I am sure that most home users are more than satisfied with a dual-core machine. Same goes for organisations. The quad core option was primarily interesting for 'geeky' purposes, such as running it as a server or a secondary/intermediate processing machine, or even setting up a distributed computing cluster. Yeah, those users will suffer, but I would be very surprised if there are many of them.
It's not so much the dropping of quad core that I personally object to, it's the taking away of the serviceability/upgradeability offered by SO-DIMMs and 2x SATA bays.
I'm virtually a dinosaur I know, but I miss the days of a 'box' with easily accessed RAM slots, drive bays, card slots, etc etc.
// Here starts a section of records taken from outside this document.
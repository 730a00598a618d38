#![forbid(unsafe_code)]

use std::sync::atomic::{AtomicUsize, Ordering};

use tokio::sync::mpsc;

/// Round-robin handoff to a fixed set of workers. Each worker owns one
/// receiver; a session stays with the worker it was handed to for its
/// whole lifetime.
pub struct WorkerPool<T> {
    txs: Vec<mpsc::Sender<T>>,
    next: AtomicUsize,
}

impl<T> WorkerPool<T> {
    /// Create `n` handoff channels. The caller spawns one worker task
    /// per returned receiver.
    pub fn new(n: usize, depth: usize) -> (Self, Vec<mpsc::Receiver<T>>) {
        let mut txs = Vec::with_capacity(n);
        let mut rxs = Vec::with_capacity(n);
        for _ in 0..n {
            let (tx, rx) = mpsc::channel(depth);
            txs.push(tx);
            rxs.push(rx);
        }
        (
            Self {
                txs,
                next: AtomicUsize::new(0),
            },
            rxs,
        )
    }

    pub fn len(&self) -> usize {
        self.txs.len()
    }

    pub fn is_empty(&self) -> bool {
        self.txs.is_empty()
    }

    /// Hand an item to the next worker in line. Returns false when that
    /// worker is gone.
    pub async fn dispatch(&self, item: T) -> bool {
        let i = self.next.fetch_add(1, Ordering::Relaxed) % self.txs.len();
        self.txs[i].send(item).await.is_ok()
    }
}

#[cfg(test)]
mod tests {
    use super::*;

    #[tokio::test]
    async fn dispatch_is_round_robin() {
        let (pool, mut rxs) = WorkerPool::new(3, 4);
        for item in 0..6 {
            assert!(pool.dispatch(item).await);
        }
        for (i, rx) in rxs.iter_mut().enumerate() {
            assert_eq!(rx.recv().await, Some(i));
            assert_eq!(rx.recv().await, Some(i + 3));
        }
    }

    #[tokio::test]
    async fn dispatch_fails_when_worker_is_gone() {
        let (pool, rxs) = WorkerPool::<u32>::new(1, 1);
        drop(rxs);
        assert!(!pool.dispatch(7).await);
    }
}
I realise that time isn't coming back, but the mini *was* about as good as it got in that regard.
But my reply to you was actually targeted more at the power consumption and case size comments. I truly believe that <10% of purchasers are swayed by either factor.
P.S. Why is the iMac loathsome? Its seriously the best home use machine, if one wants to stick with Apple.
I guess it is due to the brutally bad heat dissipation.
Firstly, the iMac is certainly the best priced Mac. The price differential between a mini and a 21.5" iMac with marginally better CPU, GPU, and of course display/keyboard/mouse is ridiculously small.
I had the first 24" iMac (late 2006) which had a gorgeous polycarbonate casing, matt screen, externally accessible RAM slots, and relatively easy access to the interior. If it was now available with Haswell innards then I'd be all over it. But... it died because of a well documented GPU solder failure. Not sure that it was 'brutally bad heat dissipation' or more a production line issue.
This left me with a lovely but useless 24" display, which put me off all-in-one designs. The history of the iMac post-2006 – glazing, more pointless skinniness, less user accessibility, more heat-related problems caused by that pointless skinniness, less chance of addressing those problems due to Apple's user lock out, and did I mention the glazing? – has done nothing to encourage me to return to the iMac fold.